Bundesländer haben gebremst
So sind für das Ausweisen von Flächen für die Windmühlen die Bundesländer zuständig. Doch die haben in der Vergangenheit häufig gebremst. Deshalb schlägt der VKU nicht nur vor, größere Rechtssicherheit beim Definieren von geeigneten Flächen zu schaffen – mittels eines bundesweit einheitlichen Kriterienkatalogs für Tabuzonen. Es soll auch keine pauschalen Abstandsregeln zur Wohnbebauung mehr geben. Denn dies führe zu einer „weiteren unnötigen Beschneidung der zur Verfügung stehen Potenziale“.
Besonders restriktiv agiert hier Bayern.

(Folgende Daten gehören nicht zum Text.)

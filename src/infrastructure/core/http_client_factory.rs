use reqwest::Client;
use reqwest_middleware::{ClientBuilder, ClientWithMiddleware};
use reqwest_retry::{RetryTransientMiddleware, policies::ExponentialBackoff};
use std::time::Duration;

pub struct HttpClientFactory;

impl HttpClientFactory {
    /// HTTP client shared by the exchange providers: 10s connect / 30s total
    /// (the validator's per-check budgets), exponential-backoff retries on
    /// transient failures.
    pub fn create_client() -> ClientWithMiddleware {
        Self::create_client_with_timeouts(Duration::from_secs(10), Duration::from_secs(30))
    }

    pub fn create_client_with_timeouts(
        connect_timeout: Duration,
        timeout: Duration,
    ) -> ClientWithMiddleware {
        let retry_policy = ExponentialBackoff::builder().build_with_max_retries(3);

        let client = Client::builder()
            .pool_max_idle_per_host(5)
            .timeout(timeout)
            .connect_timeout(connect_timeout)
            .build()
            .unwrap_or_else(|_| Client::new());

        ClientBuilder::new(client)
            .with(RetryTransientMiddleware::new_with_policy(retry_policy))
            .build()
    }
}

/// Builds a URL with query parameters. reqwest-middleware does not expose
/// `.query()`, so the query string is assembled manually.
pub fn build_url_with_query<K, V>(base_url: &str, params: &[(K, V)]) -> String
where
    K: AsRef<str>,
    V: AsRef<str>,
{
    if params.is_empty() {
        return base_url.to_string();
    }

    let query_string: String = params
        .iter()
        .map(|(k, v)| {
            format!(
                "{}={}",
                percent_encode(k.as_ref()),
                percent_encode(v.as_ref())
            )
        })
        .collect::<Vec<_>>()
        .join("&");

    if base_url.contains('?') {
        format!("{}&{}", base_url, query_string)
    } else {
        format!("{}?{}", base_url, query_string)
    }
}

fn percent_encode(s: &str) -> String {
    let mut encoded = String::new();
    for c in s.chars() {
        match c {
            'A'..='Z' | 'a'..='z' | '0'..='9' | '-' | '_' | '.' | '~' => encoded.push(c),
            _ => {
                for byte in c.to_string().as_bytes() {
                    encoded.push_str(&format!("%{:02X}", byte));
                }
            }
        }
    }
    encoded
}

#[cfg(test)]
mod tests {
    use super::*;

    #[test]
    fn test_build_url_with_query() {
        let url = build_url_with_query(
            "https://api.gateio.ws/api/v4/futures/usdt/candlesticks",
            &[("contract", "BTC_USDT"), ("interval", "1h")],
        );
        assert_eq!(
            url,
            "https://api.gateio.ws/api/v4/futures/usdt/candlesticks?contract=BTC_USDT&interval=1h"
        );
    }

    #[test]
    fn test_build_url_without_params() {
        let empty: [(&str, &str); 0] = [];
        assert_eq!(build_url_with_query("https://x.test", &empty), "https://x.test");
    }
}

Dort gilt die 10H-Regel: Ein neues Windrad soll zur nächsten Siedlung einen Mindestabstand vom Zehnfachen seiner Höhe haben, ansonsten wird es extrem schwer, eine Genehmigung zu bekommen. Ein weiteres Hemmnis für neue Anlagen an Land: der Artenschutz. Das Thema sei „besonders virulent“, erläutert Liebing. Es fehlt an verlässlichen Bewertungsmethoden zum Schutz der Natur.
„Da wurde in den letzten Jahren viel geredet, ohne dass es vorzeigbare Ergebnisse gibt. Das Verschieben des Problems auf den Sankt-Nimmerleinstag können wir uns nicht mehr erlauben“, so der VKU-Hauptgeschäftsführer. Es brauche standardisierte Verfahren, „damit nicht jeder Einzelfall zum Grundsatzfall wird und es jahrelange Auseinandersetzungen braucht. Wir müssen einfach schneller werden.“
Ferner setzt sich der Stadtwerke-Verband dafür ein, Repowering, also das Ersetzen ältere Windräder durch moderne Anlagen am gleichen Standort, künftig konsequent ohne großen Genehmigungsaufwand umzusetzen. Überdies müsse die finanzielle Beteiligung von Kommunen an den Erträgen von Wind- und Solaranlagen auf deren Terrain verbindlich gemacht und vereinheitlicht werden. Unter anderem stärke dies die Akzeptanz der Windenergie vor Ort, heißt es in dem Positionspapier.